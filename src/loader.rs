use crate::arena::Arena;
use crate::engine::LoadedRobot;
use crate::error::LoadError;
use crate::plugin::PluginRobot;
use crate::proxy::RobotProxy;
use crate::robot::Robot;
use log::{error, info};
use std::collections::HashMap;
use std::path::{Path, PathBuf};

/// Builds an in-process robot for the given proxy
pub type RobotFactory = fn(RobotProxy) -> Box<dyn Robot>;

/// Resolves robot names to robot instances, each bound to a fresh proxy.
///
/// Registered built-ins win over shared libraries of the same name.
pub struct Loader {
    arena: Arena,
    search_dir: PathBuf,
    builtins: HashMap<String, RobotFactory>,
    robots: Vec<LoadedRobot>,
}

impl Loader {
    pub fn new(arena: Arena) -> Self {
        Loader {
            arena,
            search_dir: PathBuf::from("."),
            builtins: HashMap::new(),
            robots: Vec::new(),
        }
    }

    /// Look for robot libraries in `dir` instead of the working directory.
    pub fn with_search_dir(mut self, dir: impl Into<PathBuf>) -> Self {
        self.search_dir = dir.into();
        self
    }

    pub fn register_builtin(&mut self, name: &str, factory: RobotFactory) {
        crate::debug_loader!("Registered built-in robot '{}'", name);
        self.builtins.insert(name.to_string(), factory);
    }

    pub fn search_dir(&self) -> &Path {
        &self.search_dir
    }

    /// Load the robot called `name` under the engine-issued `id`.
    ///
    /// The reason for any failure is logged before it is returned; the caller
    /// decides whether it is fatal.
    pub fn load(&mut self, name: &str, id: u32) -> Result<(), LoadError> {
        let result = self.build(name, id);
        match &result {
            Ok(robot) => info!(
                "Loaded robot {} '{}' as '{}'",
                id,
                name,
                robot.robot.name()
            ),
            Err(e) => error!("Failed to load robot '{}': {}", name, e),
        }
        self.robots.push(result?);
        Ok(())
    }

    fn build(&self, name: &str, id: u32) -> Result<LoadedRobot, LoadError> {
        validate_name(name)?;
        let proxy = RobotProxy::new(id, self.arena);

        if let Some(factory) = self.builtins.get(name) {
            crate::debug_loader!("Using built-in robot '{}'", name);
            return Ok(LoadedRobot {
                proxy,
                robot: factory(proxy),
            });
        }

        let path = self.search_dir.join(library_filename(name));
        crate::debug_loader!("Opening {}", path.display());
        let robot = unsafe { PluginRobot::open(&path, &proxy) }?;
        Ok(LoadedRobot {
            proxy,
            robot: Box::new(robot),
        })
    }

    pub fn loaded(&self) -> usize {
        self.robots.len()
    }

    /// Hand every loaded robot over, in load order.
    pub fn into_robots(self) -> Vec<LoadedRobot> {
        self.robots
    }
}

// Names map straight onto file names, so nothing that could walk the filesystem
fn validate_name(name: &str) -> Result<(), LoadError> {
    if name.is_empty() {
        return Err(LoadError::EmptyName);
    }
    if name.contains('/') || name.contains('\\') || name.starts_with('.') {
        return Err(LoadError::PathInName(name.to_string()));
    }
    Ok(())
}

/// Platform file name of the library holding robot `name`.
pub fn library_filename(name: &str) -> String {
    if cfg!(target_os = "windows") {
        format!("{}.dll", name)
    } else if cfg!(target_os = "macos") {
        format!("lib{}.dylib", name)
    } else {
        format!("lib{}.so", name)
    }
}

=-=-=

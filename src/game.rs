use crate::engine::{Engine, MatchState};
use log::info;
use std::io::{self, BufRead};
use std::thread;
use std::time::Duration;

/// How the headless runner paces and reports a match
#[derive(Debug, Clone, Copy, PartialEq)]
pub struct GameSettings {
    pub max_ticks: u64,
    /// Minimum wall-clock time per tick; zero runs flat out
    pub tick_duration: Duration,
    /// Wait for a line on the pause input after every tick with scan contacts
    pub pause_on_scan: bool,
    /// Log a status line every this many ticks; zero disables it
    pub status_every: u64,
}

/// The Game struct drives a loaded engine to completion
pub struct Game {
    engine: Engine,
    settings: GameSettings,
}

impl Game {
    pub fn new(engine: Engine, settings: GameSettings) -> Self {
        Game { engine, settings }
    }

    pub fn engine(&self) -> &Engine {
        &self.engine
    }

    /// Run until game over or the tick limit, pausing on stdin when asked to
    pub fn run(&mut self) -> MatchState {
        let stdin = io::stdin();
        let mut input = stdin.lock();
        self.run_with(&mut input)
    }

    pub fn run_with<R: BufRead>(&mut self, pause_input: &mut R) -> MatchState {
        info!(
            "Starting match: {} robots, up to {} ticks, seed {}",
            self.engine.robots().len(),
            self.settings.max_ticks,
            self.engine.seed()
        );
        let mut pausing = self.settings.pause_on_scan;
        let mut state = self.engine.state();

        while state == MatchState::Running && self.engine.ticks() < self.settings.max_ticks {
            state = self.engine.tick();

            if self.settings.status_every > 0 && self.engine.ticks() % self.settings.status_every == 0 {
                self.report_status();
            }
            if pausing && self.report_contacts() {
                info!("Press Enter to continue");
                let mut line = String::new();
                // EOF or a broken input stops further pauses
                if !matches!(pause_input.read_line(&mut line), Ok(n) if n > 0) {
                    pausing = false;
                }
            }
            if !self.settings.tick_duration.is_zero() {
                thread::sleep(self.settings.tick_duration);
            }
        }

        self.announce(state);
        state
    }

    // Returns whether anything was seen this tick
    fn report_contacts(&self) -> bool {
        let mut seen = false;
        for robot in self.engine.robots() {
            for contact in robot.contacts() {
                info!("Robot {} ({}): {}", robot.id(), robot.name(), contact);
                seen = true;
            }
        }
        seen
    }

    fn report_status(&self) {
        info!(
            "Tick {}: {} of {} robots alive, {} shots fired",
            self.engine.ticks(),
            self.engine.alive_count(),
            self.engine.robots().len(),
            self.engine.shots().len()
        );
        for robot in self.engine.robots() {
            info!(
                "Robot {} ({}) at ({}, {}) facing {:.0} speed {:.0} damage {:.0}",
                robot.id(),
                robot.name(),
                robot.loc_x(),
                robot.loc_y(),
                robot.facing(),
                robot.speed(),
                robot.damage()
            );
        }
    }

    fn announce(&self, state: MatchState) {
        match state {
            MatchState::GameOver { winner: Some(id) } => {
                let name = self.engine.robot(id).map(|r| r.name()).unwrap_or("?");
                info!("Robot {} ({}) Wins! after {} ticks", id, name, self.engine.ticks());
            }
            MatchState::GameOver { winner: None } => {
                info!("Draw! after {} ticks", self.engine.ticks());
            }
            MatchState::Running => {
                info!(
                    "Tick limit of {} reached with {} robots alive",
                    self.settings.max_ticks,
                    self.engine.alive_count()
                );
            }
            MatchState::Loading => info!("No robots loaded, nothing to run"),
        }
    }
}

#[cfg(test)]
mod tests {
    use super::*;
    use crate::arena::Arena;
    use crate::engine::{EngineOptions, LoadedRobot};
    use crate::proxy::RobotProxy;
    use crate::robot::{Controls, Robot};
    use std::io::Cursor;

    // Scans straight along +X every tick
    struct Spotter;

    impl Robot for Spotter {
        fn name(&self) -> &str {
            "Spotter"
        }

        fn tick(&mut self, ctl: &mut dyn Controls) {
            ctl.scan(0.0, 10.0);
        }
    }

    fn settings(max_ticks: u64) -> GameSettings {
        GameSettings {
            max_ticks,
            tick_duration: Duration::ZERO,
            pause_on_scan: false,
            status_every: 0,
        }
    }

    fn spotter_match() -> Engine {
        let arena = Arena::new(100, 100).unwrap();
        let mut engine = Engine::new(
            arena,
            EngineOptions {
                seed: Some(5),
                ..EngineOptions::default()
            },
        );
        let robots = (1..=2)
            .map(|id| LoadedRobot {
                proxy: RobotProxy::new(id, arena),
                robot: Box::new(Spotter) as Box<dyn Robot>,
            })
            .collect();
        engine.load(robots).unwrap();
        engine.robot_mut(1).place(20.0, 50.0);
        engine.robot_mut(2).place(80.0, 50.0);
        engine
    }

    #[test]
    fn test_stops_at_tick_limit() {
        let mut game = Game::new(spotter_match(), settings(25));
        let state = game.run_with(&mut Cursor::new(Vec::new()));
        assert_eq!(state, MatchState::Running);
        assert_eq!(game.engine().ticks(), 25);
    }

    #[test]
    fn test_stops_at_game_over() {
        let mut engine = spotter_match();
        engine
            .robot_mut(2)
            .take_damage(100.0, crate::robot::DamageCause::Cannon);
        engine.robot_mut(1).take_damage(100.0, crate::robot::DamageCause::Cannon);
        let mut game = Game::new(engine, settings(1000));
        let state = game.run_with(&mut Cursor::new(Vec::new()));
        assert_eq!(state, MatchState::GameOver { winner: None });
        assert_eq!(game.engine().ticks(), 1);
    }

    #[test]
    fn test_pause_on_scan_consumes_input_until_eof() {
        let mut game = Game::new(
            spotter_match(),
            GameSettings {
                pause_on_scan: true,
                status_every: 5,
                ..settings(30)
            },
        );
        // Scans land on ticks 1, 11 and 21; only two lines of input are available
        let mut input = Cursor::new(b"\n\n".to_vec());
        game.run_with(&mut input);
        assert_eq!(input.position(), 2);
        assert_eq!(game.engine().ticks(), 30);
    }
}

=-=-=

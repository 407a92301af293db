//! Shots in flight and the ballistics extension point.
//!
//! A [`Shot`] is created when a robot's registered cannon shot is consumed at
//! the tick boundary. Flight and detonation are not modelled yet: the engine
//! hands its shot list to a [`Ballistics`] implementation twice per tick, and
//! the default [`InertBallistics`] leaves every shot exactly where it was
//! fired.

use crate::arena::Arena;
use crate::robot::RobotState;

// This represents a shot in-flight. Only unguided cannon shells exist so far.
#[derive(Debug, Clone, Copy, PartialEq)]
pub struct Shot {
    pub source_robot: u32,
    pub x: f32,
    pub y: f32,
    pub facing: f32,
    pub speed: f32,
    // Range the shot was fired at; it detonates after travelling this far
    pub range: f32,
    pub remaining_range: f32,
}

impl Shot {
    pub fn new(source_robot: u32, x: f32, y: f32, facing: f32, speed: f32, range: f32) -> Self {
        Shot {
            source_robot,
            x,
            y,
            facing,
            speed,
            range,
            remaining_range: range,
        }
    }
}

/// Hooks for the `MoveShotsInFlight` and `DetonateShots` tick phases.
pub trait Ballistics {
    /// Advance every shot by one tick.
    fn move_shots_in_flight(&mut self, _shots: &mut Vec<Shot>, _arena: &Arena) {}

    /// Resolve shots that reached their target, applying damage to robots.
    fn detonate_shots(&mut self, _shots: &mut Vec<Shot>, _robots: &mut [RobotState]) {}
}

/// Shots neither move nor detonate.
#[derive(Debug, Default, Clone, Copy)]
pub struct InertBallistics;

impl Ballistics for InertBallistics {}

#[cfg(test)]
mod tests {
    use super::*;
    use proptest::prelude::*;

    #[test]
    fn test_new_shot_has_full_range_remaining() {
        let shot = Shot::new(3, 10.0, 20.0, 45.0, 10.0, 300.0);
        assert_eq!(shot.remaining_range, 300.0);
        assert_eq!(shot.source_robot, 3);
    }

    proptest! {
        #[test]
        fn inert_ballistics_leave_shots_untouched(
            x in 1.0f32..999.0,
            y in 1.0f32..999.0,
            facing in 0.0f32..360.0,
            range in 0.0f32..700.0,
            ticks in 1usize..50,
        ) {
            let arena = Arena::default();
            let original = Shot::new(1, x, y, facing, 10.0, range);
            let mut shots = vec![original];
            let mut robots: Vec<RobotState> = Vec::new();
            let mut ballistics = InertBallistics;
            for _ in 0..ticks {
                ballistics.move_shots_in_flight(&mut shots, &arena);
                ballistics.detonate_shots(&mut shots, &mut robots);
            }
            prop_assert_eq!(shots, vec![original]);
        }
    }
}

=-=-=

To do: Every line of the listing above that includes "seen" should be copied out.

Task result:
    // Returns whether anything was seen this tick
        let mut seen = false;
                seen = true;
        seen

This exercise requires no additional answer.